How often should I run vulnerability scans?

When a vulnerability is introduced to a website or service, the clock starts ticking on a window of opportunity for attackers to exploit it before the organisation operating the service notices the vulnerability and remediates it. In cybersecurity this is known as the “attack window” for a vulnerability. The longer the attack window is open, the greater the opportunity for attackers and hence the greater the risk to the organisation.

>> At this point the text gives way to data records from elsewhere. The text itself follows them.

/// Collect household energy telemetry into SQLite and keep the collectors running
///
/// Poll a solar inverter, heater thermostats with an energy sub-meter and a weather
/// service, import the grid meter reading from the utility provider's portal once a
/// day, and supervise all of these long-running processes on a Raspberry PI.
///
/// Every credential and endpoint can also be set with an environment variable or in
/// a `.env` file in the working directory.
#[derive(Debug, Parser)]
#[clap(name = "homewatt", version = crate_version!())]
struct HomewattApplication {
    /// Path of the SQLite database readings are stored in
    #[clap(long, env = "HOMEWATT_DB", default_value = DEFAULT_DATABASE)]
    database: PathBuf,

    /// Logging verbosity. Allowed values are 'trace', 'debug', 'info', 'warn', and 'error' (case insensitive)
    #[clap(long, default_value_t = DEFAULT_LOG_LEVEL)]
    log_level: Level,

    /// Telegram bot token used to send notifications. Notifications are only
    /// logged when this or the chat ID is missing
    #[clap(long, env = "TELEGRAM_TOKEN", hide_env_values = true)]
    telegram_token: Option<String>,

    /// Telegram chat to send notifications to
    #[clap(long, env = "TELEGRAM_CHAT_ID")]
    telegram_chat_id: Option<String>,

    #[clap(subcommand)]
    command: Command,
}

#[derive(Debug, Subcommand)]
enum Command {
    /// Read the solar, heater and weather sources at a fixed interval
    Collect(CollectArgs),
    /// Run the daily meter import, retrying every hour until it succeeds
    Schedule(ScheduleArgs),
    /// Keep the collector, scheduler and dashboard running
    Supervise(SuperviseArgs),
    /// Import today's grid meter reading unless it was already imported
    Meter(MeterArgs),
    /// Send SIGTERM to the first running process with a command and argument
    Stop(StopArgs),
    /// Copy the database into the backup directory
    Backup(BackupArgs),
    /// Check from another machine that the public dashboard is up
    Watch(WatchArgs),
}

#[derive(Debug, Args)]
struct CollectArgs {
    /// Read every source at this interval, in seconds
    #[clap(long, default_value_t = DEFAULT_COLLECT_SECS)]
    interval_secs: u64,

    /// Timeout for a single request to a source, in seconds
    #[clap(long, default_value_t = DEFAULT_REQUEST_TIMEOUT.as_secs())]
    request_timeout_secs: u64,

    /// Address to expose collection metrics on
    #[clap(long, default_value_t = DEFAULT_BIND_ADDR.into())]
    bind: SocketAddr,

    /// Solax inverter realtime data URL, including the token and serial number
    #[clap(long, env = "SOLAX_URL", hide_env_values = true)]
    solax_url: Option<String>,

    /// OpenWeatherMap API key
    #[clap(long, env = "WEATHER_API_KEY", hide_env_values = true)]
    weather_api_key: Option<String>,

    /// City to get the weather for
    #[clap(long, env = "WEATHER_CITY", default_value = DEFAULT_WEATHER_CITY)]
    weather_city: String,

    /// Tuya cloud project access ID
    #[clap(long, env = "TUYA_ACCESS_ID")]
    tuya_access_id: Option<String>,

    /// Tuya cloud project access key
    #[clap(long, env = "TUYA_ACCESS_KEY", hide_env_values = true)]
    tuya_access_key: Option<String>,

    /// Tuya OpenAPI endpoint for the data center of the project
    #[clap(long, env = "TUYA_ENDPOINT", default_value = DEFAULT_TUYA_ENDPOINT)]
    tuya_endpoint: String,

    /// Heater thermostats as comma separated 'room=device_id' pairs
    #[clap(long, env = "TUYA_HEATERS", default_value = "")]
    tuya_heaters: String,

    /// Device ID of the energy sub-meter
    #[clap(long, env = "TUYA_METER_ID")]
    tuya_meter_id: Option<String>,
}

#[derive(Debug, Args)]
struct ScheduleArgs {
    /// Command to run every day. Defaults to the 'meter' command of this program
    #[clap(long, env = "HOMEWATT_TASK")]
    task: Option<String>,

    /// Kill the task if it runs longer than this, in seconds
    #[clap(long, default_value_t = DEFAULT_CEILING.as_secs())]
    ceiling_secs: u64,

    /// Run the task again this long after a failed attempt, in seconds
    #[clap(long, default_value_t = DEFAULT_RETRY_AFTER.as_secs())]
    retry_after_secs: u64,

    /// Text in the task's output that marks a successful run
    #[clap(long, default_value = DEFAULT_SUCCESS_MARKER)]
    success_marker: String,

    /// Local time of day (HH:MM) to run the task at after a success
    #[clap(long, value_parser = parse_time, default_value = DEFAULT_DAILY_AT)]
    daily_at: NaiveTime,
}

#[derive(Debug, Args)]
struct SuperviseArgs {
    /// Command line of a process that must always run, the last argument
    /// identifies it. Defaults to the 'collect' and 'schedule' commands of this
    /// program plus the dashboard
    #[clap(long = "require", value_name = "COMMAND")]
    required: Vec<ProcessSpec>,

    /// Command line of the dashboard, restarted every night
    #[clap(long, default_value = DEFAULT_DASHBOARD)]
    dashboard: ProcessSpec,

    /// Name of the tunnel process exposing the dashboard, empty to not check for it
    #[clap(long, default_value = DEFAULT_TUNNEL_NAME)]
    tunnel: String,

    /// Check required processes at this interval, in seconds
    #[clap(long, default_value_t = DEFAULT_CHECK_SECS)]
    check_secs: u64,

    /// Check the network connection at this interval, in seconds
    #[clap(long, default_value_t = DEFAULT_NETWORK_SECS)]
    network_secs: u64,

    /// Host to ping to check the network connection
    #[clap(long, default_value = DEFAULT_PING_HOST)]
    ping_host: String,

    /// Wireless network to reconnect to when the connection is lost
    #[clap(long, env = "NETWORK_NAME")]
    network_name: Option<String>,

    /// Password of the wireless network
    #[clap(long, env = "NETWORK_PSWRD", hide_env_values = true)]
    network_password: Option<String>,

    /// Directory weekly database backups are written to
    #[clap(long, default_value = DEFAULT_BACKUP_DIR)]
    backup_dir: PathBuf,
}

#[derive(Debug, Args)]
struct MeterArgs {
    /// Command that logs in to the utility provider's portal and prints the taken
    /// and given meter units
    #[clap(long, env = "PORTAL_SCRAPE_CMD")]
    portal_cmd: Option<String>,

    /// Kill the portal command if it runs longer than this, in seconds
    #[clap(long, default_value_t = DEFAULT_CEILING.as_secs())]
    timeout_secs: u64,
}

#[derive(Debug, Args)]
struct StopArgs {
    /// Command of the process, e.g. 'python'
    program: String,

    /// Argument identifying the process, e.g. 'app.py'
    token: String,
}

#[derive(Debug, Args)]
struct BackupArgs {
    /// Directory to write the backup to
    #[clap(long, default_value = DEFAULT_BACKUP_DIR)]
    dir: PathBuf,
}

#[derive(Debug, Args)]
struct WatchArgs {
    /// Public URL of the dashboard
    #[clap(long, env = "DASHBOARD_URL")]
    url: Option<String>,

    /// Text the dashboard shows once it has loaded
    #[clap(long, default_value = DEFAULT_EXPECTED_TEXT)]
    expected_text: String,

    /// Check the dashboard at this interval, in seconds
    #[clap(long, default_value_t = DEFAULT_WATCH_SECS)]
    interval_secs: u64,

    /// Timeout for loading the dashboard, in seconds
    #[clap(long, default_value_t = DEFAULT_REQUEST_TIMEOUT.as_secs())]
    request_timeout_secs: u64,
}

#[tokio::main]
async fn main() -> Result<(), Box<dyn std::error::Error + Send + Sync>> {
    let dotenv = dotenvy::dotenv();
    let opts = HomewattApplication::parse();
    // Logs go to stderr, stdout of the meter command is read by the scheduler
    tracing::subscriber::set_global_default(
        tracing_subscriber::FmtSubscriber::builder()
            .with_max_level(opts.log_level)
            .with_writer(io::stderr)
            .finish(),
    )
    .expect("failed to set tracing subscriber");

    if let Ok(path) = dotenv {
        event!(Level::DEBUG, message = "loaded environment file", path = %path.display());
    }

    let notifier = notifier(&opts);
    match opts.command {
        Command::Collect(ref args) => collect(&opts, args, notifier).await,
        Command::Schedule(ref args) => schedule(&opts, args, notifier).await,
        Command::Supervise(ref args) => supervise(&opts, args, notifier).await,
        Command::Meter(ref args) => import_meter(&opts, args).await,
        Command::Stop(ref args) => stop(args, notifier).await,
        Command::Backup(ref args) => backup(&opts, args, notifier).await,
        Command::Watch(ref args) => watch(args, notifier).await,
    }
}

async fn collect(
    opts: &HomewattApplication,
    args: &CollectArgs,
    notifier: Arc<dyn Notifier>,
) -> Result<(), Box<dyn std::error::Error + Send + Sync>> {
    let startup = Instant::now();
    let storage = Arc::new(open_storage(&opts.database));
    let sources = sources(args);
    if sources.is_empty() {
        event!(
            Level::ERROR,
            message = "no sources configured, set credentials for at least one source",
        );
        process::exit(1);
    }

    let reg = prometheus::default_registry().clone();
    let metrics = CollectorMetrics::new(&reg).unwrap_or_else(|e| {
        event!(
            Level::ERROR,
            message = "failed to register collector metrics",
            error = %e,
        );

        process::exit(1)
    });

    let mut collector = Collector::new(sources, storage, notifier).with_metrics(metrics);
    let kinds: Vec<_> = collector.sources().map(|k| k.as_label()).collect();
    event!(
        Level::INFO,
        message = "collecting readings",
        sources = ?kinds,
        interval_secs = args.interval_secs,
    );

    // Poll the sources in the background, the server shutting down ends the process.
    let interval_secs = args.interval_secs;
    tokio::spawn(async move {
        let mut interval = tokio::time::interval(Duration::from_secs(interval_secs));
        interval.set_missed_tick_behavior(MissedTickBehavior::Skip);

        loop {
            let _ = interval.tick().await;
            collector
                .run_cycle(&LocalClock)
                .instrument(span!(Level::DEBUG, "collect_cycle"))
                .await;
        }
    });

    let context = Arc::new(RequestContext::new(MetricsExposition::new(reg)));
    let service = make_service_fn(move |_| {
        let context = context.clone();

        async move {
            Ok::<_, hyper::Error>(service_fn(move |req| {
                http_route(req, context.clone()).instrument(span!(Level::DEBUG, "homewatt_request"))
            }))
        }
    });
    let server = Server::try_bind(&args.bind).unwrap_or_else(|e| {
        event!(
            Level::ERROR,
            message = "server failed to start",
            address = %args.bind,
            error = %e,
        );

        process::exit(1);
    });

    event!(Level::INFO, message = "server started", address = %args.bind);

    server
        .serve(service)
        .with_graceful_shutdown(async {
            let _ = shutdown_signal().await;
        })
        .await?;

    event!(
        Level::INFO,
        message = "server shutdown",
        runtime_secs = %startup.elapsed().as_secs(),
    );

    Ok(())
}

The key advantage of vulnerability scanning is its ability to be executed as often as required. This means that it can be leveraged to detect vulnerabilities much sooner.  This allows them to be quickly remediated and to reduce the time available for attackers to exploit them. For all the strengths of penetration testing, it is not feasible to perform it weekly. A vulnerability introduced one week after a penetration test may go unnoticed for up to a year until the next penetration test is performed. Vulnerability scanning can help plug this gap. It “fills in” between scheduled penetration tests to uncover many common vulnerabilities almost as soon as they are introduced. Thus reducing the risks to you, your business, and your customers.

Doesn’t running scans more often increase workload and require more resources?

It seems intuitive to assume that running vulnerability scanning more often must surely require more – and potentially unmanageable – amounts of resources, including time commitments from already overburdened security teams.

However, this is typically not the case. Vulnerability scans operate very differently to penetration tests. They are “configure once, run forever”. That is, the scanning itself is completely automated. Once a scan profile is created to define how a scan should be performed, there is no additional burden between executing the scan once versions automatically re-execute on a repeating schedule as often as required. This can all be delivered for no additional cost. Nor even requiring any manual action or intervention for subsequent scans.

To understand why this is the case, we will take a look at some of the most commonly seen benefits cited by customers who have adopted an approach in which vulnerability scanning is performed more frequently in order to fully leverage their benefits, and how this is made possible.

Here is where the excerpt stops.